Seperti dikatakan Anggota Komisi IV Viva Yoga Mauladi “Pemerintah disini terkesan tidak serius dalam menangani ketahanan pangan,” ujarnya.
Padahal, Kata Viva, malasah pangan itu masalah perut yang tidak bisa dilibatkan ke ranah politik. Dari anggaran APBN saja untuk ketahanan pangan masih jauh dari harapan yakni dengan Rp 17 Trilun untuk 2011.
“Ini sangat kecil, belum lagi jika sudah masuk ranah politik uangnya kesana kemari untuk dikorupsi,” ujarnya.

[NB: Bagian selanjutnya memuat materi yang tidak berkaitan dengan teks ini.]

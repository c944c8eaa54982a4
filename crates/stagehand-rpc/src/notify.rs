//! Outbound notifications with per-method interception.

use std::collections::HashMap;
use std::sync::Arc;

use parking_lot::Mutex;
use serde_json::Value;

use crate::connection::Connection;
use crate::errors::RpcError;
use crate::types::RpcNotification;

/// Replaces delivery of one notification method for the duration of a request.
pub type NotificationInterceptor = Arc<dyn Fn(&str, &Value) -> Result<(), RpcError> + Send + Sync>;

/// Routes a request's notifications either to an interceptor or to the peer.
pub struct Notifier {
    conn: Arc<Connection>,
    interceptors: Mutex<HashMap<String, NotificationInterceptor>>,
}

impl Notifier {
    /// Create a notifier delivering to `conn`.
    pub fn new(conn: Arc<Connection>) -> Self {
        Self {
            conn,
            interceptors: Mutex::new(HashMap::new()),
        }
    }

    /// Route `method` to `interceptor` instead of the peer.
    pub fn intercept(&self, method: &str, interceptor: NotificationInterceptor) {
        let _ = self.interceptors.lock().insert(method.to_owned(), interceptor);
    }

    /// Restore normal delivery for `method`.
    pub fn stop_intercepting(&self, method: &str) {
        let _ = self.interceptors.lock().remove(method);
    }

    /// Deliver a notification.
    ///
    /// Only an interceptor can fail; a full or closed peer queue drops the
    /// notification (counted on the connection).
    pub fn notify(&self, method: &str, params: Value) -> Result<(), RpcError> {
        let interceptor = self.interceptors.lock().get(method).cloned();
        if let Some(interceptor) = interceptor {
            return interceptor(method, &params);
        }
        let _ = self.conn.notify(RpcNotification::new(method, params));
        Ok(())
    }
}
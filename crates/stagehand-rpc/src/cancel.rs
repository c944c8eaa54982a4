//! Connection-scoped registry of operation cancel triggers.

use std::collections::HashMap;

use parking_lot::Mutex;
use stagehand_core::ids::OperationId;
use tokio_util::sync::CancellationToken;
use tracing::debug;

struct Entry {
    token: CancellationToken,
    generation: u64,
}

#[derive(Default)]
struct Funcs {
    entries: HashMap<OperationId, Entry>,
    next_generation: u64,
}

/// Operation id → cancel trigger. At most one trigger per id.
///
/// `add`, `remove` and `call` are serialized under one mutex.
#[derive(Default)]
pub struct CancelFuncs {
    funcs: Mutex<Funcs>,
}

impl CancelFuncs {
    /// Create an empty registry.
    pub fn new() -> Self {
        Self::default()
    }

    /// Store `token` under `id`, replacing any previous trigger.
    pub fn add(&self, id: OperationId, token: CancellationToken) {
        let _ = self.insert(id, token);
    }

    /// Store `token` under `id` for as long as the returned guard lives.
    ///
    /// Dropping the guard (including during unwind) removes the entry, unless
    /// a later `add` or `register` has replaced it in the meantime.
    pub fn register(&self, id: OperationId, token: CancellationToken) -> CancelRegistration<'_> {
        let generation = self.insert(id.clone(), token);
        CancelRegistration {
            funcs: self,
            id,
            generation,
        }
    }

    fn insert(&self, id: OperationId, token: CancellationToken) -> u64 {
        let mut funcs = self.funcs.lock();
        let generation = funcs.next_generation;
        funcs.next_generation += 1;
        if funcs.entries.insert(id.clone(), Entry { token, generation }).is_some() {
            debug!(operation_id = %id, "replaced existing cancel trigger");
        }
        generation
    }

    /// Discard the trigger under `id` without firing it.
    pub fn remove(&self, id: &OperationId) {
        let _ = self.funcs.lock().entries.remove(id);
    }

    fn remove_generation(&self, id: &OperationId, generation: u64) {
        let mut funcs = self.funcs.lock();
        if funcs.entries.get(id).is_some_and(|e| e.generation == generation) {
            let _ = funcs.entries.remove(id);
        }
    }

    /// Fire and remove the trigger under `id`.
    ///
    /// Returns whether a trigger was found.
    pub fn call(&self, id: &OperationId) -> bool {
        let entry = self.funcs.lock().entries.remove(id);
        match entry {
            Some(entry) => {
                entry.token.cancel();
                true
            }
            None => false,
        }
    }

    /// Number of registered triggers.
    pub fn len(&self) -> usize {
        self.funcs.lock().entries.len()
    }

    /// Whether no triggers are registered.
    pub fn is_empty(&self) -> bool {
        self.funcs.lock().entries.is_empty()
    }
}

/// Removes its own entry from a [`CancelFuncs`] on drop.
#[must_use = "the entry is removed as soon as the registration is dropped"]
pub struct CancelRegistration<'a> {
    funcs: &'a CancelFuncs,
    id: OperationId,
    generation: u64,
}

impl Drop for CancelRegistration<'_> {
    fn drop(&mut self) {
        self.funcs.remove_generation(&self.id, self.generation);
    }
}

#[cfg(test)]
mod tests {
    use super::*;

    fn id(s: &str) -> OperationId {
        OperationId::from_raw(s)
    }

    #[test]
    fn call_unknown_is_not_found() {
        let funcs = CancelFuncs::new();
        assert!(!funcs.call(&id("nope")));
    }

    #[test]
    fn add_call_call() {
        let funcs = CancelFuncs::new();
        let token = CancellationToken::new();
        funcs.add(id("a"), token.clone());
        assert!(funcs.call(&id("a")));
        assert!(token.is_cancelled());
        assert!(!funcs.call(&id("a")));
        assert!(funcs.is_empty());
    }

    #[test]
    fn remove_does_not_fire() {
        let funcs = CancelFuncs::new();
        let token = CancellationToken::new();
        funcs.add(id("a"), token.clone());
        funcs.remove(&id("a"));
        assert!(!token.is_cancelled());
        assert!(!funcs.call(&id("a")));
    }

    #[test]
    fn add_overwrites() {
        let funcs = CancelFuncs::new();
        let first = CancellationToken::new();
        let second = CancellationToken::new();
        funcs.add(id("a"), first.clone());
        funcs.add(id("a"), second.clone());
        assert_eq!(funcs.len(), 1);
        assert!(funcs.call(&id("a")));
        assert!(!first.is_cancelled());
        assert!(second.is_cancelled());
    }

    #[test]
    fn registration_removes_entry_on_drop() {
        let funcs = CancelFuncs::new();
        let token = CancellationToken::new();
        {
            let _registration = funcs.register(id("a"), token.clone());
            assert_eq!(funcs.len(), 1);
        }
        assert!(funcs.is_empty());
        assert!(!token.is_cancelled());
    }

    #[test]
    fn registration_removes_entry_on_unwind() {
        let funcs = CancelFuncs::new();
        let caught = std::panic::catch_unwind(std::panic::AssertUnwindSafe(|| {
            let _registration = funcs.register(id("a"), CancellationToken::new());
            panic!("operation died");
        }));
        assert!(caught.is_err());
        assert!(funcs.is_empty());
    }

    #[test]
    fn stale_registration_keeps_newer_trigger() {
        let funcs = CancelFuncs::new();
        let first = funcs.register(id("a"), CancellationToken::new());
        let newer = CancellationToken::new();
        let second = funcs.register(id("a"), newer.clone());

        drop(first);
        assert_eq!(funcs.len(), 1);
        assert!(funcs.call(&id("a")));
        assert!(newer.is_cancelled());
        drop(second);
        assert!(funcs.is_empty());
    }

    #[test]
    fn concurrent_calls_fire_once() {
        use std::sync::Arc;
        use std::sync::atomic::{AtomicUsize, Ordering};

        let funcs = Arc::new(CancelFuncs::new());
        funcs.add(id("a"), CancellationToken::new());
        let hits = Arc::new(AtomicUsize::new(0));
        let handles: Vec<_> = (0..8)
            .map(|_| {
                let funcs = Arc::clone(&funcs);
                let hits = Arc::clone(&hits);
                std::thread::spawn(move || {
                    if funcs.call(&id("a")) {
                        let _ = hits.fetch_add(1, Ordering::SeqCst);
                    }
                })
            })
            .collect();
        for h in handles {
            h.join().unwrap();
        }
        assert_eq!(hits.load(Ordering::SeqCst), 1);
    }
}
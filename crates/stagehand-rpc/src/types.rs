//! JSON-RPC 2.0 wire-format types.

use serde::{Deserialize, Serialize};
use serde_json::Value;

/// Protocol version stamped on every outgoing envelope.
pub const JSONRPC_VERSION: &str = "2.0";

/// Incoming request from the peer.
///
/// A request without an `id` is a peer notification: it is dispatched like
/// any other request but never answered.
#[derive(Clone, Debug, Serialize, Deserialize)]
pub struct RpcRequest {
    /// Protocol version, accepted but not enforced.
    #[serde(default, skip_serializing_if = "Option::is_none")]
    pub jsonrpc: Option<String>,
    /// Method name (e.g. `Operation.Start`).
    pub method: String,
    /// Opaque parameter payload.
    #[serde(default, skip_serializing_if = "Option::is_none")]
    pub params: Option<Value>,
    /// Request identifier, present iff a reply is expected.
    #[serde(default, skip_serializing_if = "Option::is_none")]
    pub id: Option<Value>,
}

impl RpcRequest {
    /// Build a request that expects a reply.
    pub fn new(id: impl Into<Value>, method: impl Into<String>, params: Option<Value>) -> Self {
        Self {
            jsonrpc: Some(JSONRPC_VERSION.to_owned()),
            method: method.into(),
            params,
            id: Some(id.into()),
        }
    }

    /// Build a peer notification (no reply).
    pub fn notification(method: impl Into<String>, params: Option<Value>) -> Self {
        Self {
            jsonrpc: Some(JSONRPC_VERSION.to_owned()),
            method: method.into(),
            params,
            id: None,
        }
    }
}

/// Structured error carried by an error response.
#[derive(Clone, Debug, PartialEq, Serialize, Deserialize)]
pub struct RpcErrorObject {
    /// Numeric error code.
    pub code: i64,
    /// Human-readable message.
    pub message: String,
    /// Diagnostic data, only present for internal errors.
    #[serde(default, skip_serializing_if = "Option::is_none")]
    pub data: Option<Value>,
}

/// Outgoing reply to a request.
#[derive(Clone, Debug, Serialize, Deserialize)]
pub struct RpcResponse {
    /// Always `"2.0"`.
    pub jsonrpc: String,
    /// Echoed request identifier (`null` when the request could not be parsed).
    pub id: Value,
    /// Result payload on success.
    #[serde(default, skip_serializing_if = "Option::is_none")]
    pub result: Option<Value>,
    /// Error payload on failure.
    #[serde(default, skip_serializing_if = "Option::is_none")]
    pub error: Option<RpcErrorObject>,
}

impl RpcResponse {
    /// Build a success response.
    pub fn success(id: Value, result: Value) -> Self {
        Self {
            jsonrpc: JSONRPC_VERSION.to_owned(),
            id,
            result: Some(result),
            error: None,
        }
    }

    /// Build an error response.
    pub fn error(id: Value, error: RpcErrorObject) -> Self {
        Self {
            jsonrpc: JSONRPC_VERSION.to_owned(),
            id,
            result: None,
            error: Some(error),
        }
    }

    /// Whether this response carries a result.
    pub fn is_success(&self) -> bool {
        self.error.is_none()
    }
}

/// Server-pushed notification.
#[derive(Clone, Debug, Serialize, Deserialize)]
pub struct RpcNotification {
    /// Always `"2.0"`.
    pub jsonrpc: String,
    /// Notification name (e.g. `Progress`).
    pub method: String,
    /// Payload.
    pub params: Value,
}

impl RpcNotification {
    /// Build a notification.
    pub fn new(method: impl Into<String>, params: Value) -> Self {
        Self {
            jsonrpc: JSONRPC_VERSION.to_owned(),
            method: method.into(),
            params,
        }
    }
}

/// Anything the writer task puts on the wire.
#[derive(Clone, Debug, Serialize)]
#[serde(untagged)]
pub enum Outgoing {
    /// Reply to a request.
    Response(RpcResponse),
    /// Server-pushed notification.
    Notification(RpcNotification),
}
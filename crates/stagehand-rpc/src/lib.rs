//! # stagehand-rpc
//!
//! The request/response/notification control plane a front-end drives the
//! installer through.
//!
//! - [`registry`]: immutable method table and the dispatch boundary that turns
//!   every handler outcome (including panics) into exactly one reply
//! - [`context`]: per-request execution context (cancellation scope, progress
//!   bridge, notification interception, lazy store handle, API clients)
//! - [`cancel`]: connection-scoped operation id → cancel trigger map
//! - [`progress`]: progress callbacks → throttled `Progress` notifications
//! - [`server`]: newline-delimited JSON transport over stdio or TCP

#![deny(unsafe_code)]

pub mod api;
pub mod builtin;
pub mod cancel;
pub mod connection;
pub mod context;
pub mod errors;
pub mod notify;
pub mod panics;
pub mod progress;
pub mod registry;
pub mod server;
pub mod types;

pub use cancel::{CancelFuncs, CancelRegistration};
pub use connection::Connection;
pub use context::{FileStoreOpener, RequestContext, ServiceContext, StoreOpener};
pub use errors::RpcError;
pub use registry::{MethodHandler, Router, RouterBuilder};
pub use types::{RpcNotification, RpcRequest, RpcResponse};
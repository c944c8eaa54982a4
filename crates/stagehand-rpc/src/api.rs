//! Remote storefront API client, reduced to what install steps need.

use std::fmt;
use std::sync::Arc;
use std::time::Duration;

use async_trait::async_trait;
use bytes::Bytes;
use futures::stream::BoxStream;
use futures::{StreamExt, TryStreamExt};
use reqwest::{Client, StatusCode, header};
use secrecy::{ExposeSecret, SecretString};
use tracing::{debug, instrument};

/// Errors raised by the remote API.
#[derive(Debug, thiserror::Error)]
pub enum ApiError {
    /// Transport-level failure.
    #[error("network error: {0}")]
    Network(String),

    /// The server answered with a non-success status.
    #[error("server returned {status}: {body}")]
    Status {
        /// HTTP status code.
        status: u16,
        /// Response body, possibly truncated.
        body: String,
    },

    /// The client could not be configured.
    #[error("invalid API configuration: {0}")]
    Config(String),
}

/// What to download, and where to resume from.
#[derive(Clone, Debug, PartialEq, Eq)]
pub struct DownloadRequest {
    /// Upload id.
    pub upload_id: i64,
    /// Specific build of the upload, if any.
    pub build_id: Option<i64>,
    /// Byte offset to resume from.
    pub offset: u64,
}

/// A download in progress.
pub struct Download {
    /// Offset the body actually starts at. Zero when the server ignored the
    /// requested range.
    pub offset: u64,
    /// Full size of the file, when the server reported it.
    pub total_bytes: Option<u64>,
    /// Body chunks.
    pub body: BoxStream<'static, Result<Bytes, ApiError>>,
}

impl fmt::Debug for Download {
    fn fmt(&self, f: &mut fmt::Formatter<'_>) -> fmt::Result {
        f.debug_struct("Download")
            .field("offset", &self.offset)
            .field("total_bytes", &self.total_bytes)
            .finish_non_exhaustive()
    }
}

/// Storefront API client.
#[async_trait]
pub trait ApiClient: Send + Sync {
    /// Stream an upload (or one of its builds) starting at `request.offset`.
    async fn download(&self, request: &DownloadRequest) -> Result<Download, ApiError>;
}

/// Builds API clients, optionally authenticated with a credential.
pub trait ApiClientFactory: Send + Sync {
    /// Client using `credential`, or an unauthenticated one when `None`.
    fn client(&self, credential: Option<&str>) -> Result<Arc<dyn ApiClient>, ApiError>;
}

/// `reqwest`-backed factory. All clients share one connection pool.
pub struct HttpApiClientFactory {
    http: Client,
    base_url: String,
}

impl HttpApiClientFactory {
    /// Create a factory targeting `base_url`.
    pub fn new(base_url: &str, user_agent: &str, connect_timeout: Duration) -> Result<Self, ApiError> {
        let http = Client::builder()
            .connect_timeout(connect_timeout)
            .user_agent(user_agent)
            .build()
            .map_err(|e| ApiError::Config(e.to_string()))?;
        Ok(Self {
            http,
            base_url: base_url.trim_end_matches('/').to_owned(),
        })
    }
}

impl ApiClientFactory for HttpApiClientFactory {
    fn client(&self, credential: Option<&str>) -> Result<Arc<dyn ApiClient>, ApiError> {
        if credential.is_some_and(str::is_empty) {
            return Err(ApiError::Config("empty API key".into()));
        }
        Ok(Arc::new(HttpApiClient {
            http: self.http.clone(),
            base_url: self.base_url.clone(),
            key: credential.map(|k| SecretString::from(k.to_owned())),
        }))
    }
}

/// `reqwest`-backed client.
pub struct HttpApiClient {
    http: Client,
    base_url: String,
    key: Option<SecretString>,
}

impl fmt::Debug for HttpApiClient {
    fn fmt(&self, f: &mut fmt::Formatter<'_>) -> fmt::Result {
        f.debug_struct("HttpApiClient")
            .field("base_url", &self.base_url)
            .field("authenticated", &self.key.is_some())
            .finish()
    }
}

const MAX_ERROR_BODY: usize = 512;

#[async_trait]
impl ApiClient for HttpApiClient {
    #[instrument(skip(self), fields(upload = request.upload_id, offset = request.offset))]
    async fn download(&self, request: &DownloadRequest) -> Result<Download, ApiError> {
        let url = format!("{}/uploads/{}/download", self.base_url, request.upload_id);
        let mut req = self.http.get(url);
        if let Some(build) = request.build_id {
            req = req.query(&[("build_id", build)]);
        }
        if let Some(key) = &self.key {
            req = req.header(header::AUTHORIZATION, format!("Bearer {}", key.expose_secret()));
        }
        if request.offset > 0 {
            req = req.header(header::RANGE, format!("bytes={}-", request.offset));
        }

        let resp = req.send().await.map_err(|e| ApiError::Network(e.to_string()))?;
        let status = resp.status();
        if !status.is_success() {
            let mut body = resp.text().await.unwrap_or_default();
            if body.len() > MAX_ERROR_BODY {
                let mut cut = MAX_ERROR_BODY;
                while !body.is_char_boundary(cut) {
                    cut -= 1;
                }
                body.truncate(cut);
            }
            return Err(ApiError::Status {
                status: status.as_u16(),
                body,
            });
        }

        let offset = if status == StatusCode::PARTIAL_CONTENT {
            request.offset
        } else {
            0
        };
        let total_bytes = resp.content_length().map(|len| len + offset);
        debug!(offset, ?total_bytes, "download started");

        let body = resp
            .bytes_stream()
            .map_err(|e| ApiError::Network(e.to_string()))
            .boxed();
        Ok(Download {
            offset,
            total_bytes,
            body,
        })
    }
}

#[cfg(test)]
mod tests {
    use super::*;
    use wiremock::matchers::{header as header_is, method, path, query_param};
    use wiremock::{Mock, MockServer, ResponseTemplate};

    async fn collect(download: Download) -> Vec<u8> {
        let chunks: Vec<Bytes> = download.body.try_collect().await.unwrap();
        chunks.concat()
    }

    fn factory(server: &MockServer) -> HttpApiClientFactory {
        HttpApiClientFactory::new(&server.uri(), "stagehand-test", Duration::from_secs(5)).unwrap()
    }

    #[tokio::test]
    async fn full_download_with_key() {
        let server = MockServer::start().await;
        Mock::given(method("GET"))
            .and(path("/uploads/3/download"))
            .and(query_param("build_id", "9"))
            .and(header_is("authorization", "Bearer secret"))
            .respond_with(ResponseTemplate::new(200).set_body_bytes(b"hello world".to_vec()))
            .mount(&server)
            .await;

        let client = factory(&server).client(Some("secret")).unwrap();
        let dl = client
            .download(&DownloadRequest {
                upload_id: 3,
                build_id: Some(9),
                offset: 0,
            })
            .await
            .unwrap();
        assert_eq!(dl.offset, 0);
        assert_eq!(dl.total_bytes, Some(11));
        assert_eq!(collect(dl).await, b"hello world");
    }

    #[tokio::test]
    async fn resumes_with_range_header() {
        let server = MockServer::start().await;
        Mock::given(method("GET"))
            .and(path("/uploads/3/download"))
            .and(header_is("range", "bytes=6-"))
            .respond_with(ResponseTemplate::new(206).set_body_bytes(b"world".to_vec()))
            .mount(&server)
            .await;

        let client = factory(&server).client(None).unwrap();
        let dl = client
            .download(&DownloadRequest {
                upload_id: 3,
                build_id: None,
                offset: 6,
            })
            .await
            .unwrap();
        assert_eq!(dl.offset, 6);
        assert_eq!(dl.total_bytes, Some(11));
        assert_eq!(collect(dl).await, b"world");
    }

    #[tokio::test]
    async fn ignored_range_restarts_at_zero() {
        let server = MockServer::start().await;
        Mock::given(method("GET"))
            .and(path("/uploads/3/download"))
            .respond_with(ResponseTemplate::new(200).set_body_bytes(b"hello world".to_vec()))
            .mount(&server)
            .await;

        let client = factory(&server).client(None).unwrap();
        let dl = client
            .download(&DownloadRequest {
                upload_id: 3,
                build_id: None,
                offset: 6,
            })
            .await
            .unwrap();
        assert_eq!(dl.offset, 0);
    }

    #[tokio::test]
    async fn error_status_is_reported() {
        let server = MockServer::start().await;
        Mock::given(method("GET"))
            .respond_with(ResponseTemplate::new(403).set_body_string("forbidden"))
            .mount(&server)
            .await;

        let client = factory(&server).client(Some("bad")).unwrap();
        let err = client
            .download(&DownloadRequest {
                upload_id: 1,
                build_id: None,
                offset: 0,
            })
            .await
            .unwrap_err();
        match err {
            ApiError::Status { status, body } => {
                assert_eq!(status, 403);
                assert_eq!(body, "forbidden");
            }
            other => panic!("unexpected: {other}"),
        }
    }

    #[test]
    fn empty_key_is_rejected() {
        let f = HttpApiClientFactory::new("http://localhost", "ua", Duration::from_secs(1)).unwrap();
        assert!(f.client(Some("")).is_err());
        assert!(f.client(None).is_ok());
    }

    #[test]
    fn debug_redacts_key() {
        let f = HttpApiClientFactory::new("http://localhost/", "ua", Duration::from_secs(1)).unwrap();
        let client = HttpApiClient {
            http: f.http.clone(),
            base_url: f.base_url.clone(),
            key: Some(SecretString::from("hunter2".to_owned())),
        };
        let dbg = format!("{client:?}");
        assert!(!dbg.contains("hunter2"));
        assert!(dbg.contains("authenticated: true"));
        assert_eq!(f.base_url, "http://localhost");
    }
}
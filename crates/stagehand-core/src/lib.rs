//! # stagehand-core
//!
//! Types shared by every stagehand crate:
//! - Branded identifiers for connections and operations
//! - [`ProgressCounter`]: fraction, elapsed/paused time, ETA and throughput
//! - [`StateSink`]: the leveled log + progress interface operation steps report through

#![deny(unsafe_code)]

pub mod ids;
pub mod progress;
pub mod sink;

pub use progress::{ProgressCounter, ProgressState};
pub use sink::{LogLevel, StateSink, TracingSink};
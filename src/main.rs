//! # stagehand
//!
//! Installer service binary. Wires settings, logging, the profile store and
//! the operation handlers into a JSON-RPC router and serves it.

#![deny(unsafe_code)]

use std::path::PathBuf;
use std::sync::Arc;
use std::time::Duration;

use anyhow::{Context, Result};
use clap::Parser;
use stagehand_operate::{CopyInstaller, Orchestrator};
use stagehand_rpc::api::HttpApiClientFactory;
use stagehand_rpc::server::{serve_stdio, serve_tcp};
use stagehand_rpc::{FileStoreOpener, RouterBuilder, ServiceContext};
use stagehand_settings::{StagehandSettings, TransportKind};
use stagehand_store::Database;
use stagehand_telemetry::{TelemetryConfig, init_telemetry};
use tokio::net::TcpListener;
use tokio_util::sync::CancellationToken;
use tracing::{info, warn};

/// Stagehand installer service.
#[derive(Parser, Debug)]
#[command(name = "stagehand", version, about = "Stagehand installer service")]
struct Cli {
    /// Settings file (defaults to `~/.stagehand/settings.json`).
    #[arg(long)]
    settings: Option<PathBuf>,

    /// Path to the `SQLite` database.
    #[arg(long)]
    db_path: Option<PathBuf>,

    /// Serve newline-delimited JSON-RPC over TCP instead of stdio.
    #[arg(long)]
    tcp: bool,

    /// Bind address for the TCP transport.
    #[arg(long)]
    listen: Option<String>,
}

impl Cli {
    fn apply(&self, settings: &mut StagehandSettings) {
        if let Some(path) = &self.db_path {
            settings.store.db_path = path.display().to_string();
        }
        if let Some(addr) = &self.listen {
            settings.server.listen_addr.clone_from(addr);
            settings.server.transport = TransportKind::Tcp;
        }
        if self.tcp {
            settings.server.transport = TransportKind::Tcp;
        }
    }
}

fn db_path(settings: &StagehandSettings) -> PathBuf {
    if settings.store.db_path.is_empty() {
        stagehand_settings::stagehand_dir()
            .join("database")
            .join("stagehand.db")
    } else {
        PathBuf::from(&settings.store.db_path)
    }
}

#[tokio::main]
async fn main() -> Result<()> {
    let cli = Cli::parse();

    let mut settings = match &cli.settings {
        Some(path) => stagehand_settings::load_settings_from_path(path),
        None => stagehand_settings::load_settings(),
    }
    .context("failed to load settings")?;
    cli.apply(&mut settings);

    let _ = init_telemetry(&TelemetryConfig::from_level_name(
        &settings.logging.level,
        settings.logging.json,
    ));

    // Fail at startup on an unusable database path.
    let db_path = db_path(&settings);
    Database::open(&db_path)
        .and_then(|db| db.close())
        .with_context(|| format!("failed to open database at {}", db_path.display()))?;

    let api = HttpApiClientFactory::new(
        &settings.api.base_url,
        &settings.api.user_agent,
        Duration::from_millis(settings.api.connect_timeout_ms),
    )
    .context("failed to build API client")?;

    let services = ServiceContext {
        version: env!("CARGO_PKG_VERSION").to_string(),
        api: Arc::new(api),
        store: Arc::new(FileStoreOpener::new(&db_path)),
        progress_interval: Duration::from_millis(settings.progress.notify_interval_ms),
    };

    let mut builder = RouterBuilder::new();
    stagehand_rpc::builtin::register(&mut builder);
    stagehand_operate::handlers::register(
        &mut builder,
        Arc::new(Orchestrator::new(Arc::new(CopyInstaller))),
    );
    let router = Arc::new(builder.build(services));
    info!(
        version = env!("CARGO_PKG_VERSION"),
        methods = ?router.methods(),
        db = %db_path.display(),
        "stagehand starting"
    );

    let shutdown = CancellationToken::new();
    let signal_token = shutdown.clone();
    let _signal = tokio::spawn(async move {
        if let Err(e) = tokio::signal::ctrl_c().await {
            warn!(error = %e, "failed to listen for ctrl-c");
            return;
        }
        info!("shutting down");
        signal_token.cancel();
    });

    let queue = settings.server.outbound_queue;
    match settings.server.transport {
        TransportKind::Stdio => serve_stdio(router, &shutdown, queue).await?,
        TransportKind::Tcp => {
            let listener = TcpListener::bind(settings.server.listen_addr.as_str())
                .await
                .with_context(|| format!("failed to bind {}", settings.server.listen_addr))?;
            serve_tcp(router, listener, &shutdown, queue).await?;
        }
    }

    info!("stagehand stopped");
    Ok(())
}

Jika saja pemerintah masih acuh tak acuh mengenai ketahanan pangan, tambah Viva, hingga 5 tahun kedepan kebijakan import ia akui akan semakin bertambah.
“Setelah sekarang komoditi beras, jagung, tebu, gandum, kedelai, gula, daging, dan gandum. Mungkin nanti semua sektor kita akan import,” katanya.(tribunnews.com)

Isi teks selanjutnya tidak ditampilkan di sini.